Data excerpts:
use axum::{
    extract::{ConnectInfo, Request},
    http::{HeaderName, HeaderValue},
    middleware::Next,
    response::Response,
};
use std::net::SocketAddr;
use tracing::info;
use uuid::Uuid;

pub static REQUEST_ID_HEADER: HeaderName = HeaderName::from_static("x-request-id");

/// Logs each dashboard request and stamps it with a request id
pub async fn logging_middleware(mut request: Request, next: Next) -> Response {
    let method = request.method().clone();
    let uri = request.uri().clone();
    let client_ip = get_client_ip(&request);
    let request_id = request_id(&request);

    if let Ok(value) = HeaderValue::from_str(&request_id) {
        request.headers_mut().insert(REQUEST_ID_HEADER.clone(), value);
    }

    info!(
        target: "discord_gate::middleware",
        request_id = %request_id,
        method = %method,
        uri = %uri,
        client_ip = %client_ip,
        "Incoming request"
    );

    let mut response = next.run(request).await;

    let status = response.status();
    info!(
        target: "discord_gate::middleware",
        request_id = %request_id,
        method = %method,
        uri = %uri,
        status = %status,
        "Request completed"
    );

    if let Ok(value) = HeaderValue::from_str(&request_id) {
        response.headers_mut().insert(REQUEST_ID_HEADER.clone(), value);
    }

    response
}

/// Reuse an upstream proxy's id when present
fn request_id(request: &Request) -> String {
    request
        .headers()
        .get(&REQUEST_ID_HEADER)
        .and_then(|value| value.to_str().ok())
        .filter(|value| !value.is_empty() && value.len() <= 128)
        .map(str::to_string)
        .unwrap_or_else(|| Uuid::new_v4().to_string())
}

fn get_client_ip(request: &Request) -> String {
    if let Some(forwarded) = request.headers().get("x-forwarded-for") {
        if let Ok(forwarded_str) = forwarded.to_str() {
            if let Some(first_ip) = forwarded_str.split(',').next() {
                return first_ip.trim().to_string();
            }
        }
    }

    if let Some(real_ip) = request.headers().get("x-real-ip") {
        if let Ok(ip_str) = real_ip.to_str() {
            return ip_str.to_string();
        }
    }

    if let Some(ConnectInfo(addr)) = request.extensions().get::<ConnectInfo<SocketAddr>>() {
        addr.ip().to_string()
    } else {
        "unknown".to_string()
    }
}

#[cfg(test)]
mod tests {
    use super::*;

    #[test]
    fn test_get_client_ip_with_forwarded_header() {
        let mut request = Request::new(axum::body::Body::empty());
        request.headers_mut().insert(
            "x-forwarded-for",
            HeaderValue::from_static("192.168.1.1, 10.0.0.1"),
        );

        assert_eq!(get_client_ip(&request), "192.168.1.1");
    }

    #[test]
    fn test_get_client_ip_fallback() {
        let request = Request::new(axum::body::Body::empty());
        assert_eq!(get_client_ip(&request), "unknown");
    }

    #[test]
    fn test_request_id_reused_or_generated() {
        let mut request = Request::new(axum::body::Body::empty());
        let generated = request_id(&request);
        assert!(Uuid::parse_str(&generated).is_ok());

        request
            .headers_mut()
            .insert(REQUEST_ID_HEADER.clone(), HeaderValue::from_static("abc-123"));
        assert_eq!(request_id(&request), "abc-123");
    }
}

_About this task:_
The records must be reproduced in full. Nothing should differ.

_Solved problem:_
use axum::{
    extract::{ConnectInfo, Request},
    http::{HeaderName, HeaderValue},
    middleware::Next,
    response::Response,
};
use std::net::SocketAddr;
use tracing::info;
use uuid::Uuid;

pub static REQUEST_ID_HEADER: HeaderName = HeaderName::from_static("x-request-id");

/// Logs each dashboard request and stamps it with a request id
pub async fn logging_middleware(mut request: Request, next: Next) -> Response {
    let method = request.method().clone();
    let uri = request.uri().clone();
    let client_ip = get_client_ip(&request);
    let request_id = request_id(&request);

    if let Ok(value) = HeaderValue::from_str(&request_id) {
        request.headers_mut().insert(REQUEST_ID_HEADER.clone(), value);
    }

    info!(
        target: "discord_gate::middleware",
        request_id = %request_id,
        method = %method,
        uri = %uri,
        client_ip = %client_ip,
        "Incoming request"
    );

    let mut response = next.run(request).await;

    let status = response.status();
    info!(
        target: "discord_gate::middleware",
        request_id = %request_id,
        method = %method,
        uri = %uri,
        status = %status,
        "Request completed"
    );

    if let Ok(value) = HeaderValue::from_str(&request_id) {
        response.headers_mut().insert(REQUEST_ID_HEADER.clone(), value);
    }

    response
}

/// Reuse an upstream proxy's id when present
fn request_id(request: &Request) -> String {
    request
        .headers()
        .get(&REQUEST_ID_HEADER)
        .and_then(|value| value.to_str().ok())
        .filter(|value| !value.is_empty() && value.len() <= 128)
        .map(str::to_string)
        .unwrap_or_else(|| Uuid::new_v4().to_string())
}

fn get_client_ip(request: &Request) -> String {
    if let Some(forwarded) = request.headers().get("x-forwarded-for") {
        if let Ok(forwarded_str) = forwarded.to_str() {
            if let Some(first_ip) = forwarded_str.split(',').next() {
                return first_ip.trim().to_string();
            }
        }
    }

    if let Some(real_ip) = request.headers().get("x-real-ip") {
        if let Ok(ip_str) = real_ip.to_str() {
            return ip_str.to_string();
        }
    }

    if let Some(ConnectInfo(addr)) = request.extensions().get::<ConnectInfo<SocketAddr>>() {
        addr.ip().to_string()
    } else {
        "unknown".to_string()
    }
}

#[cfg(test)]
mod tests {
    use super::*;

    #[test]
    fn test_get_client_ip_with_forwarded_header() {
        let mut request = Request::new(axum::body::Body::empty());
        request.headers_mut().insert(
            "x-forwarded-for",
            HeaderValue::from_static("192.168.1.1, 10.0.0.1"),
        );

        assert_eq!(get_client_ip(&request), "192.168.1.1");
    }

    #[test]
    fn test_get_client_ip_fallback() {
        let request = Request::new(axum::body::Body::empty());
        assert_eq!(get_client_ip(&request), "unknown");
    }

    #[test]
    fn test_request_id_reused_or_generated() {
        let mut request = Request::new(axum::body::Body::empty());
        let generated = request_id(&request);
        assert!(Uuid::parse_str(&generated).is_ok());

        request
            .headers_mut()
            .insert(REQUEST_ID_HEADER.clone(), HeaderValue::from_static("abc-123"));
        assert_eq!(request_id(&request), "abc-123");
    }
}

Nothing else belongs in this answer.